8.2 If the Van Allen belts weren’t a problem for Apollo, why does NASA need to test the new Orion spacecraft?

IN A NUTSHELL: Because it’s a new and different vehicle and new vehicles are always tested before putting people in them.


THE DETAILS: In a video (Figure 8.2-1), NASA engineer Kelly Smith discusses the new Orion spacecraft and its test flights, which will pass through the Van Allen belts. According to conspiracy theorists, his words “We must solve these challenges before we send people through this region of space” (at 1:35) mean that NASA has never sent human beings through the Van Allen belts and that this challenge still has to be met. Therefore, they argue, the Moon landings must be fake.

Figure 8.2-1. The video in which Kelly Smith talks about the challenges of Orion.


First of all, we might ask ourselves why would a NASA engineer, in a NASA video, make such an astonishing disclosure, and why he would do so in such a casual manner. Actually, there’s no disclosure at all; there’s only an arbitrary and twisted interpretation of his words.

Here’s a full transcript, which helps to understand the context:

My name is Kelly Smith and I work on navigation and guidance for Orion. Before we can send astronauts into space on Orion, we have to test all of its systems, and there’s only one way to know if we got it right: fly it in space. For Orion’s first flight, no astronauts will be aboard. The spacecraft is loaded with sensors to record and measure all aspects of the flight in every detail. We are headed 3600 miles above Earth, 15 times higher from the planet than the International Space Station. As we get further away from Earth, we’ll pass through the Van Allen belts, an area of dangerous radiation. Radiation like this can harm the guidance systems, onboard computers or other electronics on Orion.
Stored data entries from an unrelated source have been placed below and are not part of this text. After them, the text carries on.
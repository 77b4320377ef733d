//! Observable client state, captured between events.
//!
//! A snapshot is refreshed with [`ClientSnapshot::observe`] after every step.
//! Besides the current state it keeps what temporal invariants need: every
//! byte count a transfer has shown and every chat order counter value.

use std::collections::BTreeMap;

use lobbyframe_core::{ClientState, LobbyId, MemberId, TransferId, TransferState};

/// One transfer as seen in a snapshot.
#[derive(Debug, Clone, PartialEq, Eq)]
pub struct TransferSnapshot {
    /// Lifecycle state.
    pub state: TransferState,
    /// Bytes moved so far.
    pub transferred_bytes: u64,
    /// Size, when known.
    pub total_bytes: Option<u64>,
}

impl TransferSnapshot {
    /// Snapshot with the given state and counters.
    pub fn new(state: TransferState, transferred_bytes: u64, total_bytes: Option<u64>) -> Self {
        Self { state, transferred_bytes, total_bytes }
    }
}

/// Client state plus the history of a run.
#[derive(Debug, Clone, Default)]
pub struct ClientSnapshot {
    /// Current lobby, if any.
    pub lobby_id: Option<LobbyId>,
    /// `(map key, member.id)` for every roster entry.
    pub roster: Vec<(MemberId, MemberId)>,
    /// `received_order` of each retained chat message, in log order.
    pub chat_orders: Vec<u64>,
    /// Chat order counter after each observation.
    pub next_order_history: Vec<u64>,
    /// Current transfers.
    pub transfers: BTreeMap<TransferId, TransferSnapshot>,
    /// Byte counts each live transfer has shown, oldest first.
    ///
    /// History is dropped when a transfer leaves the registry, so an id that
    /// is re-announced starts over.
    pub transfer_history: BTreeMap<TransferId, Vec<u64>>,
}

impl ClientSnapshot {
    /// Capture a fresh snapshot with single-entry history.
    pub fn capture<I>(state: &ClientState<I>) -> Self {
        let mut snapshot = Self::default();
        snapshot.observe(state);
        snapshot
    }

    /// Refresh from `state`, extending the history.
    pub fn observe<I>(&mut self, state: &ClientState<I>) {
        self.lobby_id = state.lobby_id();
        self.roster = state
            .lobby()
            .map(|lobby| lobby.members.iter().map(|(key, m)| (*key, m.id)).collect())
            .unwrap_or_default();
        self.chat_orders = state.chat().messages().iter().map(|m| m.received_order).collect();
        self.next_order_history.push(state.chat().next_order());

        self.transfers = state
            .transfers()
            .iter()
            .map(|t| {
                (t.id.clone(), TransferSnapshot::new(t.state, t.transferred_bytes, t.total_bytes))
            })
            .collect();

        self.transfer_history.retain(|id, _| self.transfers.contains_key(id));
        for (id, transfer) in &self.transfers {
            self.transfer_history.entry(id.clone()).or_default().push(transfer.transferred_bytes);
        }
    }

    /// Set the current lobby.
    pub fn with_lobby(mut self, lobby_id: LobbyId) -> Self {
        self.lobby_id = Some(lobby_id);
        self
    }

    /// Add a chat message with the given order.
    pub fn with_chat(mut self, order: u64) -> Self {
        self.chat_orders.push(order);
        self
    }

    /// Add a transfer and record its byte count in the history.
    pub fn with_transfer(mut self, id: &str, transfer: TransferSnapshot) -> Self {
        self.transfer_history.entry(id.to_owned()).or_default().push(transfer.transferred_bytes);
        self.transfers.insert(id.to_owned(), transfer);
        self
    }
}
Naturally, we have to pass through this danger zone twice: once up, and once back. But Orion has protection. Shielding will be put to the test as the vehicle cuts through the waves of radiation. Sensors aboard will record radiation levels, for scientists to study. We must solve these challenges before we send people through this region of space.

First of all, notice that Smith is discussing damage to the components of the spacecraft, not to the astronauts. He specifically mentions harm to “the guidance systems, onboard computers or other electronics.

He says this because the integrated electronics used in today’s spacecraft are more sensitive to radiation that the simple wiring and early integrated circuits of the 1960s, as mentioned in Section 8.1.

This may seem strange to anyone who is not familiar with electronics, but today’s components are more vulnerable than old ones because they are far smaller, and therefore a single high-energy particle that hits one of their microscopic memory cells can alter its contents and therefore generate incorrect information or instructions. The relatively small number of memory cells of the Apollo computers, being much larger, could not be affected so easily.

The greater radiation resistance of vintage components is well-documented by uncrewed spaceflights: the processors, memories and other components installed in space probes, for example, are often far more “primitive” than the ones we commonly use in our computers or smartphones on Earth, indeed because they must be able to withstand a hostile environment: not just radiation, but also temperature extremes.

Secondly, Smith is talking specifically about the Orion spacecraft. Therefore, when he says before we send people through this region of space he is implying “on Orion”. He’s a NASA engineer: he knows very well that the Apollo flights crossed the margins of the Van Allen belts, so there’s no need for him to specify this pedantically.

The fact that the Orion spacecraft needs to be tested should be no big surprise. It’s a new vehicle, and like every new vehicle it has to be tested before risking human lives in it. Just because Ford carried out crash tests on its previous cars, it doesn’t mean that new models can be marketed without going through similar tests. Sure, computer simulations and calculations have been performed, but since the lives of astronauts are at stake, estimates are not enough. The flight test mentioned by Smith was performed in December 2014 (EFT-1).

The following NASA video (Figure 8.2-2) describes another uncrewed Orion test flight around the Moon, known as EM-1 (Exploration Mission 1), and also clarifies the differences in trajectory with respect to the Apollo missions that require these experimental missions. The transit through the Van Allen Belts is shown from 4:34 onward.

Figure 8.2-2. A NASA video describing test flight EM-1.


According to public statements by Nujoud Merancy, in charge of planning the Orion exploration missions for NASA, in response to a question from me, Orion will not actively avoid the densest regions of the Van Allen belts, as the Apollo spacecraft did, although the trajectory will not be as centered on the most intense regions of the belts as shown in the video.

Merancy added that thanks to advanced radiation protection and to the use of four computers working in parallel, there is not much risk to the vehicle; for crews, instead, calculations indicate that their exposure for the whole mission will be lower than that experienced over six months in the International Space Station; moreover, if any trajectory were to risk overexposing the crew, it would be tailored before flight to avoid dense radiation patches by increasing the off-plane component of the trajectory.